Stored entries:

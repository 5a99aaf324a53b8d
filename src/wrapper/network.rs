// ABOUTME: Network operations: registration status and info, scans, signal quality, bands, modes, APNs
// ABOUTME: Registration info is cached briefly and only announced to clients when it changes

use super::{Wrapper, lock, radio_command};
use crate::datatypes::{
    AccessTech, AllowedMode, Band, ErrorKind, Interface, ModemState, NetworkMode, NetworkOperator,
    RegStatus, RegistrationInfo, rssi_to_percentage,
};
use crate::encoding::{decode_text, from_ucs2};
use crate::error::{ModemError, ModemResult};
use crate::protocol::AtCommand;
use crate::signals::Signal;
use std::sync::Mutex;
use std::time::Duration;
use tokio::time::Instant;
use tracing::debug;

/// How long a registration snapshot is served from cache.
const REGISTRATION_CACHE: Duration = Duration::from_secs(5);

/// A full operator scan can take a long time.
const SCAN_TIMEOUT: Duration = Duration::from_secs(40);

/// Operator names some modems report instead of failing.
const LIMITED_SERVICE: &str = "Limited Service";

/// Operator format selected with `AT+COPS=3,<format>`.
#[derive(Copy, Clone, Debug, PartialEq, Eq)]
pub enum OperatorFormat {
    /// Long alphanumeric name
    Name = 0,
    /// MCC+MNC
    Numeric = 2,
}

#[derive(Debug, Default)]
pub(super) struct RegistrationCache {
    fresh: Mutex<Option<(Instant, RegistrationInfo)>>,
    last_emitted: Mutex<Option<RegistrationInfo>>,
}

impl RegistrationCache {
    fn get(&self) -> Option<RegistrationInfo> {
        lock(&self.fresh)
            .as_ref()
            .filter(|(expires, _)| *expires > Instant::now())
            .map(|(_, info)| info.clone())
    }

    /// Store `info`. Returns whether it differs from what was last
    /// announced.
    fn store(&self, info: &RegistrationInfo) -> bool {
        *lock(&self.fresh) = Some((Instant::now() + REGISTRATION_CACHE, info.clone()));
        let mut last = lock(&self.last_emitted);
        if last.as_ref() == Some(info) {
            return false;
        }
        *last = Some(info.clone());
        true
    }

    pub(super) fn clear(&self) {
        *lock(&self.fresh) = None;
        *lock(&self.last_emitted) = None;
    }
}

/// Technologies a plain `+COPS?` reports that a vendor notification may
/// already have refined. The richer value is kept.
fn is_refinement(reported: AccessTech, current: AccessTech) -> bool {
    match reported {
        AccessTech::Gprs => current == AccessTech::Edge,
        AccessTech::Umts => matches!(
            current,
            AccessTech::Hsdpa | AccessTech::Hsupa | AccessTech::Hspa
        ),
        _ => false,
    }
}

impl Wrapper {
    /// `(+CREG mode, registration status)`.
    pub async fn get_netreg_status(&self) -> ModemResult<(u32, RegStatus)> {
        let reply = self.query("AT+CREG?", "get_netreg_status").await?;
        let caps = reply.first()?;
        let status: u32 = caps.parse("status")?;
        let status = RegStatus::try_from(status).unwrap_or(RegStatus::Unknown);
        Ok((caps.parse("mode")?, status))
    }

    pub async fn set_netreg_notification(&self, mode: u32) -> ModemResult<()> {
        self.query(format!("AT+CREG={}", mode), "set_netreg_notification")
            .await
            .map(|_| ())
    }

    /// Current operator in `format` and the access technology in use.
    /// Fails with `NoNetwork` when the modem is not attached.
    pub async fn get_network_info(&self, format: OperatorFormat) -> ModemResult<(String, AccessTech)> {
        self.query(format!("AT+COPS=3,{}", format as u32), "set_network_info_format")
            .await?;
        let lease = self.lease_charset().await;
        let reply = self.query("AT+COPS?", "get_network_info").await?;
        let caps = reply.first()?;
        if caps.get("error").is_some() {
            return Err(ModemError::new(ErrorKind::NoNetwork, reply.text.trim()));
        }

        let netname = decode_text(caps.str("netname"), lease.charset());
        if netname == LIMITED_SERVICE {
            return Err(ModemError::new(ErrorKind::NoNetwork, netname));
        }
        let netname = match self.custom.hooks().clean_operator_name {
            Some(clean) if format == OperatorFormat::Name => clean(&netname),
            _ => netname,
        };
        Ok((netname, AccessTech::from_cops(caps.str("status"))))
    }

    /// Registration snapshot, served from a short-lived cache.
    pub async fn get_netreg_info(&self) -> ModemResult<RegistrationInfo> {
        if let Some(info) = self.registration.get() {
            debug!("registration info served from cache");
            return Ok(info);
        }
        let (_, status) = self.get_netreg_status().await?;
        let info = self.registration_info(status).await?;
        self.update_registration(info.clone());
        Ok(info)
    }

    /// A `+CREG` notification arrived.
    pub(super) async fn on_creg(&self, status: u32) -> ModemResult<()> {
        let status = RegStatus::try_from(status).unwrap_or(RegStatus::Unknown);
        let info = self.registration_info(status).await?;
        self.update_registration(info);
        Ok(())
    }

    async fn registration_info(&self, status: RegStatus) -> ModemResult<RegistrationInfo> {
        let mut info = RegistrationInfo {
            status,
            ..Default::default()
        };
        for format in [OperatorFormat::Numeric, OperatorFormat::Name] {
            let name = match self.get_network_info(format).await {
                Ok((name, tech)) => {
                    self.update_access_tech(tech);
                    name
                }
                Err(e) if e.is(ErrorKind::NoNetwork) => String::new(),
                Err(e) => return Err(e),
            };
            match format {
                OperatorFormat::Numeric => info.operator_code = name,
                OperatorFormat::Name => info.operator_name = name,
            }
        }
        Ok(info)
    }

    fn update_access_tech(&self, reported: AccessTech) {
        let current = self
            .board
            .property(Interface::Network, "AccessTechnology")
            .and_then(|v| v.as_u32())
            .and_then(|v| AccessTech::try_from(v).ok())
            .unwrap_or(AccessTech::Unknown);
        if !is_refinement(reported, current) {
            self.board
                .set_property(Interface::Network, "AccessTechnology", reported as u32);
        }
    }

    /// Cache `info`, move between searching and registered, and announce
    /// it when it changed.
    pub fn update_registration(&self, info: RegistrationInfo) {
        let changed = self.registration.store(&info);

        if matches!(
            self.status(),
            ModemState::Enabled | ModemState::Searching | ModemState::Registered
        ) {
            let state = if info.status.is_registered() {
                ModemState::Registered
            } else {
                ModemState::Searching
            };
            self.set_status(state);
        }
        if changed {
            debug!(?info, "registration changed");
            self.emit(Signal::RegistrationInfo(info));
        }
    }

    /// Scan for operators.
    pub async fn get_network_names(&self) -> ModemResult<Vec<NetworkOperator>> {
        let cmd = AtCommand::new("AT+COPS=?", "get_network_names").with_timeout(SCAN_TIMEOUT);
        let lease = self.lease_charset().await;
        let reply = self.send(cmd).await?;
        let charset = lease.charset();
        reply
            .matches
            .iter()
            .map(|caps| {
                Ok(NetworkOperator {
                    status: caps.parse("id")?,
                    long_name: decode_text(caps.str("lname"), charset),
                    short_name: decode_text(caps.str("sname"), charset),
                    netid: from_ucs2(caps.str("netid")),
                    access_tech: AccessTech::from_scan(caps.str("type")),
                })
            })
            .collect()
    }

    /// Manually select the operator `netid`.
    pub async fn register_with_netid(&self, netid: &str) -> ModemResult<()> {
        let raw = format!("AT+COPS=1,2,\"{}\"", netid);
        self.send(radio_command(raw, "register_with_netid")).await?;
        Ok(())
    }

    /// Let the modem pick an operator on its own.
    pub async fn register_automatically(&self) -> ModemResult<()> {
        self.send_at("AT+COPS=0,,").await
    }

    /// Network ids of the preferred operator list.
    pub async fn get_roaming_ids(&self) -> ModemResult<Vec<String>> {
        let reply = self.query("AT+CPOL?", "get_roaming_ids").await?;
        Ok(reply
            .matches
            .iter()
            .map(|caps| from_ucs2(caps.str("netid")))
            .collect())
    }

    /// Signal quality as a percentage.
    pub async fn get_signal_quality(&self) -> ModemResult<u32> {
        if let Some(hook) = self.custom.hooks().get_signal_quality {
            return hook(self).await;
        }
        let reply = self.query("AT+CSQ", "get_signal_quality").await?;
        Ok(rssi_to_percentage(reply.first()?.parse("rssi")?))
    }

    pub async fn get_band(&self) -> ModemResult<Band> {
        if let Some(hook) = self.custom.hooks().get_band {
            return hook(self).await;
        }
        self.only_any_band()?;
        Ok(Band::ANY)
    }

    pub async fn set_band(&self, band: Band) -> ModemResult<()> {
        if let Some(hook) = self.custom.hooks().set_band {
            return hook(self, band).await;
        }
        self.only_any_band()?;
        if band == Band::ANY {
            return Ok(());
        }
        Err(ModemError::new(
            ErrorKind::OperationNotSupported,
            format!("band {:#x} cannot be selected", band.bits()),
        ))
    }

    /// Without a band hook only families that list no bands (or only
    /// `ANY`) can answer band requests.
    fn only_any_band(&self) -> ModemResult<()> {
        let any_only = self
            .custom
            .band_dict()
            .iter()
            .all(|(band, _)| *band == Band::ANY);
        if any_only {
            return Ok(());
        }
        Err(ModemError::new(
            ErrorKind::OperationNotSupported,
            "band selection not available",
        ))
    }

    pub async fn get_network_mode(&self) -> ModemResult<NetworkMode> {
        if let Some(hook) = self.custom.hooks().get_network_mode {
            return hook(self).await;
        }
        Ok(NetworkMode::Any)
    }

    pub async fn set_network_mode(&self, mode: NetworkMode) -> ModemResult<()> {
        if let Some(hook) = self.custom.hooks().set_network_mode {
            return hook(self, mode).await;
        }
        if mode == NetworkMode::Any {
            return Ok(());
        }
        Err(ModemError::new(
            ErrorKind::OperationNotSupported,
            format!("network mode {} cannot be selected", mode),
        ))
    }

    /// Allowed mode last set by a client.
    pub fn get_allowed_mode(&self) -> AllowedMode {
        self.board
            .property(Interface::Network, "AllowedMode")
            .and_then(|v| v.as_u32())
            .and_then(|v| AllowedMode::try_from(v).ok())
            .unwrap_or_default()
    }

    pub async fn set_allowed_mode(&self, mode: AllowedMode) -> ModemResult<()> {
        match self.custom.hooks().set_allowed_mode {
            Some(hook) => hook(self, mode).await?,
            None if mode == AllowedMode::Any => {}
            None => {
                return Err(ModemError::new(
                    ErrorKind::OperationNotSupported,
                    format!("allowed mode {:?} cannot be selected", mode),
                ));
            }
        }
        self.board
            .set_property(Interface::Network, "AllowedMode", mode as u32);
        Ok(())
    }

    /// PDP contexts defined on the SIM as `(context id, APN)`.
    pub async fn get_apns(&self) -> ModemResult<Vec<(u32, String)>> {
        let reply = self.query("AT+CGDCONT?", "get_apns").await?;
        reply
            .matches
            .iter()
            .map(|caps| Ok((caps.parse("index")?, caps.str("apn").to_string())))
            .collect()
    }

    /// Select `apn` for the next data call, reusing a context that already
    /// carries it or defining a new one after the highest id.
    pub async fn set_apn(&self, apn: &str) -> ModemResult<()> {
        let apns = self.get_apns().await?;
        if let Some((index, _)) = apns.iter().find(|(_, existing)| existing == apn) {
            debug!(index, apn, "reusing PDP context");
            self.session().conn_id = Some(*index);
            return Ok(());
        }

        let conn_id = apns.iter().map(|(index, _)| *index).max().map_or(1, |max| max + 1);
        self.query(format!("AT+CGDCONT={},\"IP\",\"{}\"", conn_id, apn), "set_apn")
            .await?;
        debug!(conn_id, "PDP context defined");
        self.session().conn_id = Some(conn_id);
        Ok(())
    }
}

— Problem to solve —
Using the data above, repeat exactly the lines that begin at the line with "const SCAN_TIMEOUT: Duration" and end at the line with "pub enum OperatorFormat", both ends included.

— Final answer —
const SCAN_TIMEOUT: Duration = Duration::from_secs(40);

/// Operator names some modems report instead of failing.
const LIMITED_SERVICE: &str = "Limited Service";

/// Operator format selected with `AT+COPS=3,<format>`.
#[derive(Copy, Clone, Debug, PartialEq, Eq)]
pub enum OperatorFormat {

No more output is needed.